Segment Start: Extracted entries
use crate::error::{LedgerError, Result};
use crate::record::{Batch, CellValue, RawTable, TransactionRow};
use crate::schema::LedgerConfig;
use log::{debug, warn};
use serde::{Deserialize, Serialize};

/// Per-category sums in first-seen order.
#[derive(Debug, Clone, Default, PartialEq, Serialize, Deserialize)]
pub struct CategoryAggregate {
    entries: Vec<(String, f64)>,
}

impl CategoryAggregate {
    /// Groups by the exact category string. No case-folding or trimming.
    pub fn from_rows<'a>(rows: impl IntoIterator<Item = &'a TransactionRow>) -> Self {
        let mut entries: Vec<(String, f64)> = Vec::new();
        for row in rows {
            match entries.iter_mut().find(|(name, _)| *name == row.category) {
                Some((_, sum)) => *sum += row.amount,
                None => entries.push((row.category.clone(), row.amount)),
            }
        }
        Self { entries }
    }

    pub fn get(&self, category: &str) -> Option<f64> {
        self.entries
            .iter()
            .find(|(name, _)| name == category)
            .map(|(_, sum)| *sum)
    }

    pub fn iter(&self) -> impl Iterator<Item = (&str, f64)> {
        self.entries.iter().map(|(name, sum)| (name.as_str(), *sum))
    }

    pub fn len(&self) -> usize {
        self.entries.len()
    }

    pub fn is_empty(&self) -> bool {
        self.entries.is_empty()
    }

    pub fn grand_total(&self) -> f64 {
        self.entries.iter().map(|(_, sum)| sum).sum()
    }
}

/// Output of one cleaning pass: the rows, their category sums and the total
/// expenses excluding the investment category.
#[derive(Debug, Clone, PartialEq, Serialize, Deserialize)]
pub struct CleanedBatch {
    pub batch: Batch,
    pub aggregate: CategoryAggregate,
    pub total: f64,
}

/// Validates raw rows and turns them into a cleaned, aggregated batch.
pub fn clean(table: &RawTable, config: &LedgerConfig) -> Result<CleanedBatch> {
    let category_idx = require_column(table, &config.category_column)?;
    let amount_idx = require_column(table, &config.amount_column)?;

    let columns: Vec<String> = table
        .columns
        .iter()
        .filter(|c| !config.is_dropped_column(c))
        .cloned()
        .collect();

    let mut rows = Vec::with_capacity(table.rows.len());
    let mut skipped = 0usize;
    for cells in &table.rows {
        if cells.iter().all(CellValue::is_empty) {
            continue;
        }
        // Rows may be shorter than the header when built without `RawTable::new`.
        let cell = |idx: usize| cells.get(idx).cloned().unwrap_or_default();
        let category = cell(category_idx);
        let amount = match cell(amount_idx).as_number() {
            Some(amount) if !category.is_empty() => amount,
            _ => {
                skipped += 1;
                continue;
            }
        };

        let mut row = TransactionRow::new(category.display(), amount);
        for (idx, column) in table.columns.iter().enumerate() {
            if idx == category_idx || idx == amount_idx || config.is_dropped_column(column) {
                continue;
            }
            row.set_field(column.clone(), cell(idx));
        }
        rows.push(row);
    }

    if skipped > 0 {
        warn!(
            "Skipped {} row(s) without a category or a numeric amount",
            skipped
        );
    }

    let batch = Batch {
        columns,
        category_column: config.category_column.clone(),
        amount_column: config.amount_column.clone(),
        rows,
    };
    Ok(clean_batch(batch, config))
}

/// Cleans an already-typed batch. Running it twice gives the same result.
pub fn clean_batch(mut batch: Batch, config: &LedgerConfig) -> CleanedBatch {
    batch.columns.retain(|c| !config.is_dropped_column(c));
    for row in &mut batch.rows {
        row.fields.retain(|column, _| !config.is_dropped_column(column));
        let cleaned = match row.fields.get(&config.description_column) {
            Some(CellValue::Text(description)) => strip_noise(description, &config.noise_tokens),
            _ => continue,
        };
        row.set_field(config.description_column.clone(), CellValue::text(cleaned));
    }

    let aggregate = CategoryAggregate::from_rows(&batch.rows);
    let total = total_excluding(&batch.rows, &config.investment_category);
    debug!(
        "Cleaned {} row(s) into {} categories, total {:.2}",
        batch.len(),
        aggregate.len(),
        total
    );

    CleanedBatch {
        batch,
        aggregate,
        total,
    }
}

pub fn strip_noise(text: &str, tokens: &[String]) -> String {
    let mut text = text.to_string();
    for token in tokens {
        text = text.replace(token.as_str(), "").trim().to_string();
    }
    text
}

pub fn total_excluding(rows: &[TransactionRow], excluded_category: &str) -> f64 {
    rows.iter()
        .filter(|row| row.category != excluded_category)
        .map(|row| row.amount)
        .sum()
}

fn require_column(table: &RawTable, column: &str) -> Result<usize> {
    table
        .column_index(column)
        .ok_or_else(|| LedgerError::MissingColumn {
            column: column.to_string(),
            available: table.columns.clone(),
        })
}

#[cfg(test)]
mod tests {
    use super::*;

    fn text(s: &str) -> CellValue {
        CellValue::Text(s.to_string())
    }

    fn sample_table() -> RawTable {
        RawTable::new(
            vec![
                "Номер".into(),
                "Дата операции".into(),
                "Категория".into(),
                "Сумма в рублях".into(),
                "Валюта".into(),
                "Описание".into(),
            ],
            vec![
                vec![
                    CellValue::Number(1.0),
                    text("01.03.2024"),
                    text("Еда"),
                    CellValue::Number(100.0),
                    text("RUB"),
                    text("PYATEROCHKA N.NOVGOROD RUS"),
                ],
                vec![
                    CellValue::Number(2.0),
                    text("02.03.2024"),
                    text("На инвестиции"),
                    CellValue::Number(500.0),
                    text("RUB"),
                    CellValue::Empty,
                ],
                vec![
                    CellValue::Number(3.0),
                    text("03.03.2024"),
                    text("еда"),
                    text("-20,5"),
                    text("RUB"),
                    text("  Lavka NIZHNIY NOVG "),
                ],
            ],
        )
    }

    #[test]
    fn test_clean_drops_columns_and_noise() {
        let cleaned = clean(&sample_table(), &LedgerConfig::default()).unwrap();

        assert_eq!(
            cleaned.batch.columns,
            vec!["Дата операции", "Категория", "Сумма в рублях", "Описание"]
        );
        let first = &cleaned.batch.rows[0];
        assert_eq!(first.field("Описание"), Some(&text("PYATEROCHKA")));
        assert!(first.field("Номер").is_none());
        assert!(first.field("Валюта").is_none());
        assert_eq!(cleaned.batch.rows[2].field("Описание"), Some(&text("Lavka")));
        assert!(cleaned.batch.rows[1].field("Описание").is_none());
    }

    #[test]
    fn test_aggregate_is_case_sensitive_and_ordered() {
        let cleaned = clean(&sample_table(), &LedgerConfig::default()).unwrap();
        let entries: Vec<(&str, f64)> = cleaned.aggregate.iter().collect();
        assert_eq!(
            entries,
            vec![("Еда", 100.0), ("На инвестиции", 500.0), ("еда", -20.5)]
        );
    }

    #[test]
    fn test_total_excludes_investment_category() {
        let cleaned = clean(&sample_table(), &LedgerConfig::default()).unwrap();
        assert!((cleaned.total - 79.5).abs() < 1e-9);
        let investment = cleaned.aggregate.get("На инвестиции").unwrap();
        assert!((cleaned.aggregate.grand_total() - investment - cleaned.total).abs() < 1e-9);
    }

    #[test]
    fn test_missing_required_column_is_schema_error() {
        let table = RawTable::new(
            vec!["Категория".into(), "Описание".into()],
            vec![vec![text("Еда"), text("x")]],
        );
        let err = clean(&table, &LedgerConfig::default()).unwrap_err();
        match err {
            LedgerError::MissingColumn { column, available } => {
                assert_eq!(column, "Сумма в рублях");
                assert_eq!(available, vec!["Категория", "Описание"]);
            }
            other => panic!("unexpected error: {other:?}"),
        }
    }

    #[test]
    fn test_rows_without_category_or_amount_are_skipped() {
        let table = RawTable::new(
            vec!["Категория".into(), "Сумма в рублях".into()],
            vec![
                vec![text("Еда"), CellValue::Number(1.0)],
                vec![CellValue::Empty, CellValue::Number(2.0)],
                vec![text("Кафе"), text("n/a")],
                vec![CellValue::Empty, CellValue::Empty],
            ],
        );
        let cleaned = clean(&table, &LedgerConfig::default()).unwrap();
        assert_eq!(cleaned.batch.len(), 1);
    }

    #[test]
    fn test_short_rows_read_as_empty_cells() {
        let table = RawTable {
            columns: vec!["Категория".into(), "Сумма в рублях".into(), "Описание".into()],
            rows: vec![
                vec![text("Еда"), CellValue::Number(5.0)],
                vec![text("Кафе")],
                vec![],
            ],
        };
        let cleaned = clean(&table, &LedgerConfig::default()).unwrap();
        assert_eq!(cleaned.batch.rows, vec![TransactionRow::new("Еда", 5.0)]);
        assert_eq!(cleaned.total, 5.0);
    }

    #[test]
    fn test_clean_batch_is_idempotent() {
        let config = LedgerConfig::default();
        let once = clean(&sample_table(), &config).unwrap();
        let twice = clean_batch(once.batch.clone(), &config);
        assert_eq!(once, twice);
    }

    #[test]
    fn test_zero_and_negative_categories_are_kept() {
        let rows = vec![
            TransactionRow::new("Возврат", -50.0),
            TransactionRow::new("Ноль", 10.0),
            TransactionRow::new("Ноль", -10.0),
        ];
        let aggregate = CategoryAggregate::from_rows(&rows);
        assert_eq!(aggregate.get("Возврат"), Some(-50.0));
        assert_eq!(aggregate.get("Ноль"), Some(0.0));
    }
}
Segment End: Extracted entries
- [What to produce] Among the lines above, find those containing the word "Deserialize" and copy each.

- [Written solution]
use serde::{Deserialize, Serialize};
#[derive(Debug, Clone, Default, PartialEq, Serialize, Deserialize)]
#[derive(Debug, Clone, PartialEq, Serialize, Deserialize)]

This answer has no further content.